A new record in biomedical publishing?

I have recently done a little piece of research on whether professional medical writers improve the quality of biomedical publications, and am now ready to get it published. Sadly, I have just had the paper rejected by the journal PLoS One, but in the process I think I may have set a new publishing record, albeit perhaps not the most prestigious record in the whole world.

The online manuscript submission system of PLoS one gives a detailed timeline of what happens to the manuscript.

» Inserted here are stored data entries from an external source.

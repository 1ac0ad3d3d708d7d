//! Server-rendered HTML (§6's `GET /`, `/books`, `/articles`, `/highlights`,
//! `/view`). Maud markup in the teacher's style: one function per page
//! shape, a shared head/layout wrapper.

use maud::{html, Markup, DOCTYPE};

use quire_core::{Event, HierarchyNode};

fn layout(title: &str, body: Markup) -> Markup {
    html! {
        (DOCTYPE)
        html lang="en";
        head {
            meta charset="utf-8";
            meta name="viewport" content="width=device-width, initial-scale=1.0";
            title { (title) }
        }
        body {
            main { (body) }
        }
    }
}

fn event_title(event: &Event) -> String {
    event
        .tags
        .iter()
        .find(|t| t.is_named("title"))
        .and_then(|t| t.value())
        .unwrap_or("untitled")
        .to_string()
}

fn addr_href(event: &Event) -> String {
    match event.replaceable_address() {
        Some(addr) => format!("/?addr={}:{}:{}", addr.kind, addr.author, addr.d),
        None => format!("/?addr={}", event.id),
    }
}

/// `GET /books` / `GET /articles` / `GET /highlights`: a flat list of
/// titled links.
pub fn list_page(title: &str, events: &[Event]) -> Markup {
    layout(
        title,
        html! {
            h1 { (title) }
            ul {
                @for event in events {
                    li { a href=(addr_href(event)) { (event_title(event)) } }
                }
            }
            @if events.is_empty() {
                p { "nothing found" }
            }
        },
    )
}

fn hierarchy_item(node: &HierarchyNode) -> Markup {
    html! {
        li {
            (event_title(&node.event))
            @if !node.children.is_empty() {
                ul {
                    @for child in &node.children {
                        (hierarchy_item(child))
                    }
                }
            }
        }
    }
}

/// `GET /` / `GET /view`: a single publication or article's detail view,
/// with its assembled hierarchy (if any).
pub fn detail_page(event: &Event, hierarchy: Option<&[HierarchyNode]>, content: &str) -> Markup {
    layout(
        &event_title(event),
        html! {
            h1 { (event_title(event)) }
            @if let Some(children) = hierarchy {
                nav {
                    ul {
                        @for child in children {
                            (hierarchy_item(child))
                        }
                    }
                }
            }
            article { (maud::PreEscaped(content)) }
        },
    )
}

/// `GET /status`: cache stats as a plain page.
pub fn status_page(stats: &[(&'static str, quire_cache::NamespaceStats)]) -> Markup {
    layout(
        "status",
        html! {
            h1 { "status" }
            table {
                tr { th { "namespace" } th { "entries" } }
                @for (name, stat) in stats {
                    tr { td { (name) } td { (stat.len) } }
                }
            }
        },
    )
}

Here is what the timeline looks like for mine:

StageStart Date
Decision Sent to Author2010-05-28 05:08:59
Manuscript Rejected2010-05-28 05:08:58
Under Review2010-05-28 05:07:06
Section Editor Assigned2010-05-28 05:07:06
Waiting for Section Editor Assignment2010-05-28 05:06:47
Initial QC Complete2010-05-28 05:06:46
Initial QC Started2010-05-21 07:23:11
Author Approved Converted Files2010-05-21 07:23:10
Waiting for Author Approval of Converted Files2010-05-21 06:00:06
File Conversion Complete2010-05-21 06:00:06
Waiting for File Conversion2010-05-21 05:51:18
Waiting for Files to be Sorted2010-05-21 05:49:17
Manuscript Submitted2010-05-21 05:49:17
Manuscript Files Submitted2010-05-21 05:49:17


You will notice that it took just 1 minute and 52 seconds after my manuscript was assigned to an editor before it was rejected. My rejection letter also included the phrase "Having discussed the paper with our internal editors", so that 1 minute and 52 seconds presumably also included time for that discussion as well as reading the paper.

Is this a new record for the time taken for a journal to reject a paper?